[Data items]
==============================

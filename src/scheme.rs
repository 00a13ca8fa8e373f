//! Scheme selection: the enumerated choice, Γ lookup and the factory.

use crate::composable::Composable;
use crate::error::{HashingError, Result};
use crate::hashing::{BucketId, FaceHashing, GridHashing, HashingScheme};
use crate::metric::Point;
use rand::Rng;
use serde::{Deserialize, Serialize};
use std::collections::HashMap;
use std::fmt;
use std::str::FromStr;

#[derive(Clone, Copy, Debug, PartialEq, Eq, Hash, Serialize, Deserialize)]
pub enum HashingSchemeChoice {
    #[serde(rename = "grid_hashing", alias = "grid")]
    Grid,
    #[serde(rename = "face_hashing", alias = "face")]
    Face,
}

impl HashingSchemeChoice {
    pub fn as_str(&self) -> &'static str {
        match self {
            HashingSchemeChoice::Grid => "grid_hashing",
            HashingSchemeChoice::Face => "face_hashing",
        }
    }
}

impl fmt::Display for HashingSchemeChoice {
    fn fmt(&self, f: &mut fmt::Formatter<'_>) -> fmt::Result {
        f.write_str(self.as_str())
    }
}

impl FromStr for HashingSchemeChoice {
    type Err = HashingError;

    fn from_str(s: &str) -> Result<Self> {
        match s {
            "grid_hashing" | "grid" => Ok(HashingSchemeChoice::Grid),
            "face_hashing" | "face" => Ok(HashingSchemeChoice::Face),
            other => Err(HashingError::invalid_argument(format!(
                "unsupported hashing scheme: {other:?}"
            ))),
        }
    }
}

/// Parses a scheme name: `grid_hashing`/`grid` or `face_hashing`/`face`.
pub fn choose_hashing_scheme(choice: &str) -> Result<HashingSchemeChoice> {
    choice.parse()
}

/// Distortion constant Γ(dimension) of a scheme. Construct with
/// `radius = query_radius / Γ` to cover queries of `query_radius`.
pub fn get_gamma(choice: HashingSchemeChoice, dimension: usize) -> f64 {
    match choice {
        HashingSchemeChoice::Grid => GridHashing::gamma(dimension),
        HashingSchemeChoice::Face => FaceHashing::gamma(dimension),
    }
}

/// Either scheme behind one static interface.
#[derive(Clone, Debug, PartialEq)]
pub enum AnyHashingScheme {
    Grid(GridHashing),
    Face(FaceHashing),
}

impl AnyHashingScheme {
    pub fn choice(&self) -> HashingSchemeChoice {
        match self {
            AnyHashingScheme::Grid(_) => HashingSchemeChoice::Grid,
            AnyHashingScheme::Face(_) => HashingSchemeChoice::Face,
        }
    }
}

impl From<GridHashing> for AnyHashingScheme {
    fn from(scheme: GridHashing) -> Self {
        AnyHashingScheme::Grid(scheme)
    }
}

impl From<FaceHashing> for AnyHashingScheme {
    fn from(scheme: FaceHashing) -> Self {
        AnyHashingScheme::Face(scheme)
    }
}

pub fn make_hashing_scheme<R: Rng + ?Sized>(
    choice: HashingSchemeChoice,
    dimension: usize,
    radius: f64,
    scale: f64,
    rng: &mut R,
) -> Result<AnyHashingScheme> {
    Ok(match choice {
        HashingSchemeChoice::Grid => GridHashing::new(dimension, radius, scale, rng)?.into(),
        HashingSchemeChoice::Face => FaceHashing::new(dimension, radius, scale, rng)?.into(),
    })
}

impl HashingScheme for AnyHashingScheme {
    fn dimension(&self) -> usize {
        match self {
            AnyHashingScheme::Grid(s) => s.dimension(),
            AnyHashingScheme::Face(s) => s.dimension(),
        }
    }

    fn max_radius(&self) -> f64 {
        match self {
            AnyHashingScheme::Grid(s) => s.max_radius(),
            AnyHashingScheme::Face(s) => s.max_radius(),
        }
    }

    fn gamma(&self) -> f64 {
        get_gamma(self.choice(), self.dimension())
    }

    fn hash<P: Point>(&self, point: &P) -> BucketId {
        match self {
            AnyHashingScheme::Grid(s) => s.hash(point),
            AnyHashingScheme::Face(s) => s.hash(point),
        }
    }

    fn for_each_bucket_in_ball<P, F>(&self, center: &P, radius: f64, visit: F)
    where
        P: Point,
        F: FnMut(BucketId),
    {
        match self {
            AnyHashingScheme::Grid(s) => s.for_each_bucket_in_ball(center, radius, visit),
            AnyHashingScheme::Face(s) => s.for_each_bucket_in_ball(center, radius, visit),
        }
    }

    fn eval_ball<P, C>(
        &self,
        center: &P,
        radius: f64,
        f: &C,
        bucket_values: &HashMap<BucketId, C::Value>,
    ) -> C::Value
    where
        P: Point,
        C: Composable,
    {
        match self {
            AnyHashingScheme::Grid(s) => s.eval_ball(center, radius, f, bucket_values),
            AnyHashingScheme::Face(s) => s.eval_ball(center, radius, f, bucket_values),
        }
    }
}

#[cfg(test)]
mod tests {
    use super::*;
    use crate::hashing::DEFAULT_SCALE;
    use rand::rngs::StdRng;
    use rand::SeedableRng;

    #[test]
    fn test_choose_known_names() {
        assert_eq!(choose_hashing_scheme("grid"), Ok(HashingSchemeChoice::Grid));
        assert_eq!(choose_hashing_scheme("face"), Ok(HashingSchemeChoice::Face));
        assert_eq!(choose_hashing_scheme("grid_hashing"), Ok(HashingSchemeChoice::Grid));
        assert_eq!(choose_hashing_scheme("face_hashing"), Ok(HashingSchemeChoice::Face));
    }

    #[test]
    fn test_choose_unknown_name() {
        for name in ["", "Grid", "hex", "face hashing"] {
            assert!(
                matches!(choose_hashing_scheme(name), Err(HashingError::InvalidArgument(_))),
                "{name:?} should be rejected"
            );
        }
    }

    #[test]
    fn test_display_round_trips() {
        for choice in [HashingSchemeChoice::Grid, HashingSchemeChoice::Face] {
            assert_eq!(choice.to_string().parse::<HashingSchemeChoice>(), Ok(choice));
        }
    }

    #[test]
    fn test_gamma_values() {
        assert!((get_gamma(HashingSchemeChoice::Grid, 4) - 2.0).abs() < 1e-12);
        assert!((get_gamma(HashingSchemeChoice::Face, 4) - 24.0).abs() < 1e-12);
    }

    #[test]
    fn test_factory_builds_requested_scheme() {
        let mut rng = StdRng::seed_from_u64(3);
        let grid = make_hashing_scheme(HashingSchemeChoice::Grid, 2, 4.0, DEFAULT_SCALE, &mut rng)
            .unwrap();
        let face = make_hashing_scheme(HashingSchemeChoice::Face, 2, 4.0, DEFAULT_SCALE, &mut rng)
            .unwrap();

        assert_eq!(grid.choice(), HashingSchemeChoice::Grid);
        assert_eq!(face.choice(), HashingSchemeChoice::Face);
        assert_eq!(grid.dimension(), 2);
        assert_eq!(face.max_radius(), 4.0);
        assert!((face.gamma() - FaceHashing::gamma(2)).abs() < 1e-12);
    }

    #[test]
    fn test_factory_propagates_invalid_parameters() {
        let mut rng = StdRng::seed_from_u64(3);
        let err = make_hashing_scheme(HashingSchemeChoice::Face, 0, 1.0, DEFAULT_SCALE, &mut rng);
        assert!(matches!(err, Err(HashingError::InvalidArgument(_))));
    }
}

==============================

== PROBLEM REQUIREMENTS ==
Would you reproduce all the entries exactly?

== TASK OUTPUT ==
filename src/scheme.rs
repository 00a13ca8fa8e373f
//! Scheme selection: the enumerated choice, Γ lookup and the factory.

use crate::composable::Composable;
use crate::error::{HashingError, Result};
use crate::hashing::{BucketId, FaceHashing, GridHashing, HashingScheme};
use crate::metric::Point;
use rand::Rng;
use serde::{Deserialize, Serialize};
use std::collections::HashMap;
use std::fmt;
use std::str::FromStr;

#[derive(Clone, Copy, Debug, PartialEq, Eq, Hash, Serialize, Deserialize)]
pub enum HashingSchemeChoice {
    #[serde(rename = "grid_hashing", alias = "grid")]
    Grid,
    #[serde(rename = "face_hashing", alias = "face")]
    Face,
}

impl HashingSchemeChoice {
    pub fn as_str(&self) -> &'static str {
        match self {
            HashingSchemeChoice::Grid => "grid_hashing",
            HashingSchemeChoice::Face => "face_hashing",
        }
    }
}

impl fmt::Display for HashingSchemeChoice {
    fn fmt(&self, f: &mut fmt::Formatter<'_>) -> fmt::Result {
        f.write_str(self.as_str())
    }
}

impl FromStr for HashingSchemeChoice {
    type Err = HashingError;

    fn from_str(s: &str) -> Result<Self> {
        match s {
            "grid_hashing" | "grid" => Ok(HashingSchemeChoice::Grid),
            "face_hashing" | "face" => Ok(HashingSchemeChoice::Face),
            other => Err(HashingError::invalid_argument(format!(
                "unsupported hashing scheme: {other:?}"
            ))),
        }
    }
}

/// Parses a scheme name: `grid_hashing`/`grid` or `face_hashing`/`face`.
pub fn choose_hashing_scheme(choice: &str) -> Result<HashingSchemeChoice> {
    choice.parse()
}

/// Distortion constant Γ(dimension) of a scheme. Construct with
/// `radius = query_radius / Γ` to cover queries of `query_radius`.
pub fn get_gamma(choice: HashingSchemeChoice, dimension: usize) -> f64 {
    match choice {
        HashingSchemeChoice::Grid => GridHashing::gamma(dimension),
        HashingSchemeChoice::Face => FaceHashing::gamma(dimension),
    }
}

/// Either scheme behind one static interface.
#[derive(Clone, Debug, PartialEq)]
pub enum AnyHashingScheme {
    Grid(GridHashing),
    Face(FaceHashing),
}

impl AnyHashingScheme {
    pub fn choice(&self) -> HashingSchemeChoice {
        match self {
            AnyHashingScheme::Grid(_) => HashingSchemeChoice::Grid,
            AnyHashingScheme::Face(_) => HashingSchemeChoice::Face,
        }
    }
}

impl From<GridHashing> for AnyHashingScheme {
    fn from(scheme: GridHashing) -> Self {
        AnyHashingScheme::Grid(scheme)
    }
}

impl From<FaceHashing> for AnyHashingScheme {
    fn from(scheme: FaceHashing) -> Self {
        AnyHashingScheme::Face(scheme)
    }
}

pub fn make_hashing_scheme<R: Rng + ?Sized>(
    choice: HashingSchemeChoice,
    dimension: usize,
    radius: f64,
    scale: f64,
    rng: &mut R,
) -> Result<AnyHashingScheme> {
    Ok(match choice {
        HashingSchemeChoice::Grid => GridHashing::new(dimension, radius, scale, rng)?.into(),
        HashingSchemeChoice::Face => FaceHashing::new(dimension, radius, scale, rng)?.into(),
    })
}

impl HashingScheme for AnyHashingScheme {
    fn dimension(&self) -> usize {
        match self {
            AnyHashingScheme::Grid(s) => s.dimension(),
            AnyHashingScheme::Face(s) => s.dimension(),
        }
    }

    fn max_radius(&self) -> f64 {
        match self {
            AnyHashingScheme::Grid(s) => s.max_radius(),
            AnyHashingScheme::Face(s) => s.max_radius(),
        }
    }

    fn gamma(&self) -> f64 {
        get_gamma(self.choice(), self.dimension())
    }

    fn hash<P: Point>(&self, point: &P) -> BucketId {
        match self {
            AnyHashingScheme::Grid(s) => s.hash(point),
            AnyHashingScheme::Face(s) => s.hash(point),
        }
    }

    fn for_each_bucket_in_ball<P, F>(&self, center: &P, radius: f64, visit: F)
    where
        P: Point,
        F: FnMut(BucketId),
    {
        match self {
            AnyHashingScheme::Grid(s) => s.for_each_bucket_in_ball(center, radius, visit),
            AnyHashingScheme::Face(s) => s.for_each_bucket_in_ball(center, radius, visit),
        }
    }

    fn eval_ball<P, C>(
        &self,
        center: &P,
        radius: f64,
        f: &C,
        bucket_values: &HashMap<BucketId, C::Value>,
    ) -> C::Value
    where
        P: Point,
        C: Composable,
    {
        match self {
            AnyHashingScheme::Grid(s) => s.eval_ball(center, radius, f, bucket_values),
            AnyHashingScheme::Face(s) => s.eval_ball(center, radius, f, bucket_values),
        }
    }
}

#[cfg(test)]
mod tests {
    use super::*;
    use crate::hashing::DEFAULT_SCALE;
    use rand::rngs::StdRng;
    use rand::SeedableRng;

    #[test]
    fn test_choose_known_names() {
        assert_eq!(choose_hashing_scheme("grid"), Ok(HashingSchemeChoice::Grid));
        assert_eq!(choose_hashing_scheme("face"), Ok(HashingSchemeChoice::Face));
        assert_eq!(choose_hashing_scheme("grid_hashing"), Ok(HashingSchemeChoice::Grid));
        assert_eq!(choose_hashing_scheme("face_hashing"), Ok(HashingSchemeChoice::Face));
    }

    #[test]
    fn test_choose_unknown_name() {
        for name in ["", "Grid", "hex", "face hashing"] {
            assert!(
                matches!(choose_hashing_scheme(name), Err(HashingError::InvalidArgument(_))),
                "{name:?} should be rejected"
            );
        }
    }

    #[test]
    fn test_display_round_trips() {
        for choice in [HashingSchemeChoice::Grid, HashingSchemeChoice::Face] {
            assert_eq!(choice.to_string().parse::<HashingSchemeChoice>(), Ok(choice));
        }
    }

    #[test]
    fn test_gamma_values() {
        assert!((get_gamma(HashingSchemeChoice::Grid, 4) - 2.0).abs() < 1e-12);
        assert!((get_gamma(HashingSchemeChoice::Face, 4) - 24.0).abs() < 1e-12);
    }

    #[test]
    fn test_factory_builds_requested_scheme() {
        let mut rng = StdRng::seed_from_u64(3);
        let grid = make_hashing_scheme(HashingSchemeChoice::Grid, 2, 4.0, DEFAULT_SCALE, &mut rng)
            .unwrap();
        let face = make_hashing_scheme(HashingSchemeChoice::Face, 2, 4.0, DEFAULT_SCALE, &mut rng)
            .unwrap();

        assert_eq!(grid.choice(), HashingSchemeChoice::Grid);
        assert_eq!(face.choice(), HashingSchemeChoice::Face);
        assert_eq!(grid.dimension(), 2);
        assert_eq!(face.max_radius(), 4.0);
        assert!((face.gamma() - FaceHashing::gamma(2)).abs() < 1e-12);
    }

    #[test]
    fn test_factory_propagates_invalid_parameters() {
        let mut rng = StdRng::seed_from_u64(3);
        let err = make_hashing_scheme(HashingSchemeChoice::Face, 0, 1.0, DEFAULT_SCALE, &mut rng);
        assert!(matches!(err, Err(HashingError::InvalidArgument(_))));
    }
}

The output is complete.